Collected data entries.
========================

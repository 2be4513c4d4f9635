//! quill-util - Core Utilities and Foundation Types
//!
//! Foundation types shared by the quill toolchain crates:
//!
//! - [`span`] - Source location tracking
//! - [`diagnostic`] - Human-readable error reports with source snippets

#![warn(missing_docs)]

pub mod diagnostic;
pub mod span;

pub use diagnostic::{Diagnostic, SourceSnippet};
pub use span::Span;
//! Character cursor for traversing source code.
//!
//! This module provides the `Cursor` struct which maintains position state
//! while iterating through source code characters. It handles UTF-8 encoding
//! correctly and tracks line/column information for error reporting.

/// Character returned by [`Cursor::current`] and [`Cursor::peek`] once the
/// end of the source has been reached.
pub const EOF_CHAR: char = '\0';

/// A cursor for traversing source code character by character.
///
/// The cursor maintains the current position in the source string and
/// provides methods for advancing and peeking ahead. Line numbers advance
/// exactly when a newline is consumed.
///
/// # Example
///
/// ```
/// use quill_lex::cursor::Cursor;
///
/// let mut cursor = Cursor::new("let x = 42");
///
/// assert_eq!(cursor.current(), 'l');
/// assert_eq!(cursor.advance(), 'l');
/// assert_eq!(cursor.current(), 'e');
/// ```
#[derive(Clone, Debug)]
pub struct Cursor<'a> {
    /// The source text being traversed.
    source: &'a str,

    /// Current byte position in the source.
    position: usize,

    /// Current line number (1-based).
    line: u32,

    /// Current column number (1-based, in characters).
    column: u32,
}

impl<'a> Cursor<'a> {
    /// Creates a new cursor positioned at the first character of `source`.
    pub fn new(source: &'a str) -> Self {
        Self {
            source,
            position: 0,
            line: 1,
            column: 1,
        }
    }

    /// Returns the character at the cursor position.
    ///
    /// Returns [`EOF_CHAR`] if at the end of the source.
    #[inline]
    pub fn current(&self) -> char {
        self.peek(0)
    }

    /// Returns the character `offset` characters ahead of the current one
    /// without moving.
    ///
    /// # Example
    ///
    /// ```
    /// use quill_lex::cursor::{Cursor, EOF_CHAR};
    ///
    /// let cursor = Cursor::new("abc");
    /// assert_eq!(cursor.peek(0), 'a');
    /// assert_eq!(cursor.peek(2), 'c');
    /// assert_eq!(cursor.peek(3), EOF_CHAR);
    /// ```
    #[inline]
    pub fn peek(&self, offset: usize) -> char {
        let rest = self.remaining();

        // Fast path for ASCII (most common case)
        if let Some(&b) = rest.as_bytes().get(offset) {
            if rest.as_bytes()[..=offset].is_ascii() {
                return b as char;
            }
        }

        rest.chars().nth(offset).unwrap_or(EOF_CHAR)
    }

    /// Moves past the current character and returns it.
    ///
    /// Consuming a `'\n'` increments the line and resets the column to 1.
    /// At the end of the source this is a no-op returning [`EOF_CHAR`].
    ///
    /// # Example
    ///
    /// ```
    /// use quill_lex::cursor::Cursor;
    ///
    /// let mut cursor = Cursor::new("a\nb");
    /// cursor.advance();
    /// assert_eq!(cursor.advance(), '\n');
    /// assert_eq!(cursor.line(), 2);
    /// assert_eq!(cursor.column(), 1);
    /// ```
    #[inline]
    pub fn advance(&mut self) -> char {
        let Some(c) = self.remaining().chars().next() else {
            return EOF_CHAR;
        };

        self.position += c.len_utf8();
        if c == '\n' {
            self.line += 1;
            self.column = 1;
        } else {
            self.column += 1;
        }
        c
    }

    /// Returns true if the cursor is at the end of the source.
    #[inline]
    pub fn is_at_end(&self) -> bool {
        self.position >= self.source.len()
    }

    /// Returns the current line number (1-based).
    pub fn line(&self) -> u32 {
        self.line
    }

    /// Returns the current column number (1-based).
    pub fn column(&self) -> u32 {
        self.column
    }

    /// Returns the current byte position in the source.
    pub fn position(&self) -> usize {
        self.position
    }

    /// Returns a slice of the source from the given start position to the
    /// current position.
    ///
    /// # Example
    ///
    /// ```
    /// use quill_lex::cursor::Cursor;
    ///
    /// let mut cursor = Cursor::new("let x");
    /// let start = cursor.position();
    /// cursor.advance();
    /// cursor.advance();
    /// cursor.advance();
    /// assert_eq!(cursor.slice_from(start), "let");
    /// ```
    pub fn slice_from(&self, start: usize) -> &'a str {
        &self.source[start..self.position]
    }

    /// Returns the source text from the current position to the end.
    pub fn remaining(&self) -> &'a str {
        &self.source[self.position..]
    }

    /// Returns the full source text.
    pub fn source(&self) -> &'a str {
        self.source
    }
}

#[cfg(test)]
mod tests {
    use super::*;

    #[test]
    fn test_new_cursor() {
        let cursor = Cursor::new("let x = 42");
        assert_eq!(cursor.current(), 'l');
        assert_eq!(cursor.position(), 0);
        assert_eq!(cursor.line(), 1);
        assert_eq!(cursor.column(), 1);
    }

    #[test]
    fn test_advance_returns_char_left_behind() {
        let mut cursor = Cursor::new("abc");
        assert_eq!(cursor.advance(), 'a');
        assert_eq!(cursor.advance(), 'b');
        assert_eq!(cursor.advance(), 'c');
        assert_eq!(cursor.current(), EOF_CHAR);
        assert!(cursor.is_at_end());
    }

    #[test]
    fn test_advance_past_end_is_noop() {
        let mut cursor = Cursor::new("a");
        cursor.advance();
        assert_eq!(cursor.advance(), EOF_CHAR);
        assert_eq!((cursor.position(), cursor.line(), cursor.column()), (1, 1, 2));
    }

    #[test]
    fn test_advance_utf8() {
        let mut cursor = Cursor::new("αβγ");
        assert_eq!(cursor.advance(), 'α');
        assert_eq!(cursor.current(), 'β');
        assert_eq!(cursor.position(), 'α'.len_utf8());
        assert_eq!(cursor.column(), 2);
    }

    #[test]
    fn test_peek_does_not_move() {
        let cursor = Cursor::new("ab");
        assert_eq!(cursor.peek(1), 'b');
        assert_eq!(cursor.peek(100), EOF_CHAR);
        assert_eq!(cursor.position(), 0);
    }

    #[test]
    fn test_peek_mixed_utf8() {
        let cursor = Cursor::new("aé=");
        assert_eq!(cursor.peek(1), 'é');
        assert_eq!(cursor.peek(2), '=');
        assert_eq!(cursor.peek(3), EOF_CHAR);
    }

    #[test]
    fn test_line_column_tracking() {
        let mut cursor = Cursor::new("ab\ncd\n\ne");
        cursor.advance();
        cursor.advance();
        assert_eq!((cursor.line(), cursor.column()), (1, 3));

        // Sitting on the newline does not change the line
        assert_eq!(cursor.current(), '\n');
        assert_eq!(cursor.line(), 1);

        cursor.advance();
        assert_eq!((cursor.line(), cursor.column()), (2, 1));

        cursor.advance();
        cursor.advance();
        cursor.advance();
        cursor.advance();
        assert_eq!((cursor.line(), cursor.column()), (4, 1));
        assert_eq!(cursor.current(), 'e');
    }

    #[test]
    fn test_slice_and_remaining() {
        let mut cursor = Cursor::new("let x");
        let start = cursor.position();
        cursor.advance();
        cursor.advance();
        assert_eq!(cursor.slice_from(start), "le");
        assert_eq!(cursor.remaining(), "t x");
        assert_eq!(cursor.source(), "let x");
    }

    #[test]
    fn test_empty_source() {
        let mut cursor = Cursor::new("");
        assert!(cursor.is_at_end());
        assert_eq!(cursor.current(), EOF_CHAR);
        assert_eq!(cursor.advance(), EOF_CHAR);
        assert_eq!(cursor.line(), 1);
    }
}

========================

WORK REQUIRED.
Show every line of the data that includes the string "diagnostic".

TASK OUTPUT.
//! - [`diagnostic`] - Human-readable error reports with source snippets
pub mod diagnostic;
pub use diagnostic::{Diagnostic, SourceSnippet};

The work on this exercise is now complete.